More advanced color models such as CIE L*a*b* or L*u*v* were designed to map human perceptual color space. The L* axis represents lightness, while a* and b* or u* and v* are color opponent dimensions based on green-red and blue-yellow. In CIE L*a*b* space, blue-red would equate to high positive a* (redness) and high negative b* (blueness) values. But again, we would simply perceive this as a purplish color rather than a distinct blue-red.
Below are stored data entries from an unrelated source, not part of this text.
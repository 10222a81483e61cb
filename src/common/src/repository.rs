//! Database repository functions for engine orders, trades and liquidity.

use sqlx::PgPool;
use uuid::Uuid;

use crate::models::{LiquidityRow, OrderRow, TradeRow};

/// Insert or update an order row.
/// Fill progress and status are overwritten on conflict.
pub async fn upsert_order(pool: &PgPool, order: &OrderRow) -> Result<(), sqlx::Error> {
    sqlx::query(
        r#"
        INSERT INTO engine_orders
            (id, user_id, market_id, outcome_id, outcome, order_type,
             price_per_share, shares, filled_shares, status, created_at)
        VALUES ($1, $2, $3, $4, $5, $6, $7, $8, $9, $10, $11)
        ON CONFLICT (id) DO UPDATE SET
            filled_shares = EXCLUDED.filled_shares,
            status = EXCLUDED.status,
            updated_at = NOW()
        "#,
    )
    .bind(order.id)
    .bind(order.user_id)
    .bind(order.market_id)
    .bind(order.outcome_id)
    .bind(&order.outcome)
    .bind(&order.order_type)
    .bind(order.price_per_share)
    .bind(order.shares)
    .bind(order.filled_shares)
    .bind(&order.status)
    .bind(order.created_at)
    .execute(pool)
    .await?;

    Ok(())
}

/// Insert a trade row. Trades are immutable, duplicates are ignored.
pub async fn insert_trade(pool: &PgPool, trade: &TradeRow) -> Result<bool, sqlx::Error> {
    let result = sqlx::query(
        r#"
        INSERT INTO engine_trades
            (id, request_id, market_id, outcome_id, outcome, user_id, trade_type,
             shares, price_per_share, total_amount, counterparty, seq, created_at)
        VALUES ($1, $2, $3, $4, $5, $6, $7, $8, $9, $10, $11, $12, $13)
        ON CONFLICT (id) DO NOTHING
        "#,
    )
    .bind(trade.id)
    .bind(trade.request_id)
    .bind(trade.market_id)
    .bind(trade.outcome_id)
    .bind(&trade.outcome)
    .bind(trade.user_id)
    .bind(&trade.trade_type)
    .bind(trade.shares)
    .bind(trade.price_per_share)
    .bind(trade.total_amount)
    .bind(&trade.counterparty)
    .bind(trade.seq)
    .bind(trade.created_at)
    .execute(pool)
    .await?;

    Ok(result.rows_affected() > 0)
}

/// Insert or update the liquidity state of a pool.
/// A row older than the stored one is ignored.
pub async fn upsert_liquidity(pool: &PgPool, row: &LiquidityRow) -> Result<(), sqlx::Error> {
    sqlx::query(
        r#"
        INSERT INTO engine_liquidity
            (market_id, outcome_id, yes_reserve, no_reserve, draw_reserve,
             constant_product, total_liquidity, yes_price, version)
        VALUES ($1, $2, $3, $4, $5, $6, $7, $8, $9)
        ON CONFLICT (market_id, COALESCE(outcome_id, '00000000-0000-0000-0000-000000000000'::uuid))
        DO UPDATE SET
            yes_reserve = EXCLUDED.yes_reserve,
            no_reserve = EXCLUDED.no_reserve,
            draw_reserve = EXCLUDED.draw_reserve,
            constant_product = EXCLUDED.constant_product,
            total_liquidity = EXCLUDED.total_liquidity,
            yes_price = EXCLUDED.yes_price,
            version = EXCLUDED.version,
            updated_at = NOW()
        WHERE engine_liquidity.version < EXCLUDED.version
        "#,
    )
    .bind(row.market_id)
    .bind(row.outcome_id)
    .bind(row.yes_reserve)
    .bind(row.no_reserve)
    .bind(row.draw_reserve)
    .bind(row.constant_product)
    .bind(row.total_liquidity)
    .bind(row.yes_price)
    .bind(row.version)
    .execute(pool)
    .await?;

    Ok(())
}

/// Get a user's trades in a market, oldest first.
/// Replaying these in order reconstructs the user's positions.
pub async fn get_trades_for_user(
    pool: &PgPool,
    user_id: Uuid,
    market_id: Uuid,
) -> Result<Vec<TradeRow>, sqlx::Error> {
    sqlx::query_as::<_, TradeRow>(
        r#"
        SELECT id, request_id, market_id, outcome_id, outcome, user_id, trade_type,
               shares, price_per_share, total_amount, counterparty, seq, created_at
        FROM engine_trades
        WHERE user_id = $1 AND market_id = $2
        ORDER BY created_at ASC, request_id, seq ASC
        "#,
    )
    .bind(user_id)
    .bind(market_id)
    .fetch_all(pool)
    .await
}
use std::collections::BTreeMap;

use async_trait::async_trait;
use futures_util::stream::BoxStream;

use crate::error::Error;
use crate::event::{Event, NodeInfo};

pub mod docker;
pub use docker::DockerSource;

/// Read side of the container runtime: startup identity queries plus the
/// lifecycle event subscription.
#[async_trait]
pub trait EventSource: Send + Sync {
    /// Version field name → value, as reported by the daemon.
    async fn version(&self) -> Result<BTreeMap<String, String>, Error>;

    /// Node name and Swarm membership.
    async fn node_info(&self) -> Result<NodeInfo, Error>;

    /// Unbounded lazy sequence of lifecycle events. Not restartable; an
    /// `Err` item means the subscription is gone.
    fn subscribe(&self) -> BoxStream<'_, Result<Event, Error>>;
}
use thiserror::Error;

/// Failure taxonomy for the bridge.
///
/// `Connection` covers the Docker daemon being unreachable or the event
/// subscription dropping; `Delivery` covers the webhook rejecting or never
/// receiving a payload; `Render` covers events missing the fields a
/// notification needs.
#[derive(Debug, Error)]
pub enum Error {
    #[error("docker daemon unreachable: {0}")]
    Connection(#[from] bollard::errors::Error),

    #[error("webhook delivery failed: {0}")]
    Delivery(String),

    #[error("malformed event: {0}")]
    Render(String),
}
While mathematical color models provide intriguing possibilities, they do not overcome the limitations of human visual perception. Any blue-red color would invariably translate to variations of purple in our mind’s eye.

Synesthetic Blue-Red

Humans with the condition synesthesia can sometimes perceive colors differently from the rest of us. In particular, chromesthesia causes people to associate sounds with visual colors.

Could a person with synesthesia potentially perceive a “blue-red” color that we ordinarily could not? Perhaps a single wavelength of light could trigger their chromesthesia to generate simultaneous blue and red color sensations.

Documented experiences of chromesthetic synesthetes provide tantalizing clues. Some report seeing a color called “brown-note blue” in response to bass frequencies. Others describe a distinct “red-blue” triggered by certain chords played on piano.

So it appears at least some synesthetes can perceive colors that combine wavelengths from opposite ends of the spectrum. However, the effect seems maddeningly inconsistent and impossible to verify or replicate in other observers.

While synesthesia opens biological possibilities for perceiving something akin to blue-red, it likely remains confined to a sparse number of brains wired differently than the rest of humanity. For the vast majority of people, blue-red elicits purple and only purple.

Conclusion

In investigating the notion of a “blue red” color, we have explored light, pigments, perception and special cases like synesthesia.

The conclusion is that while possible in narrow laboratory conditions, a true blue-red color remains largely elusive. Physics allows blue and red wavelengths to be combined additively or reflected simultaneously. But human perception invariably filters this into shades of purple.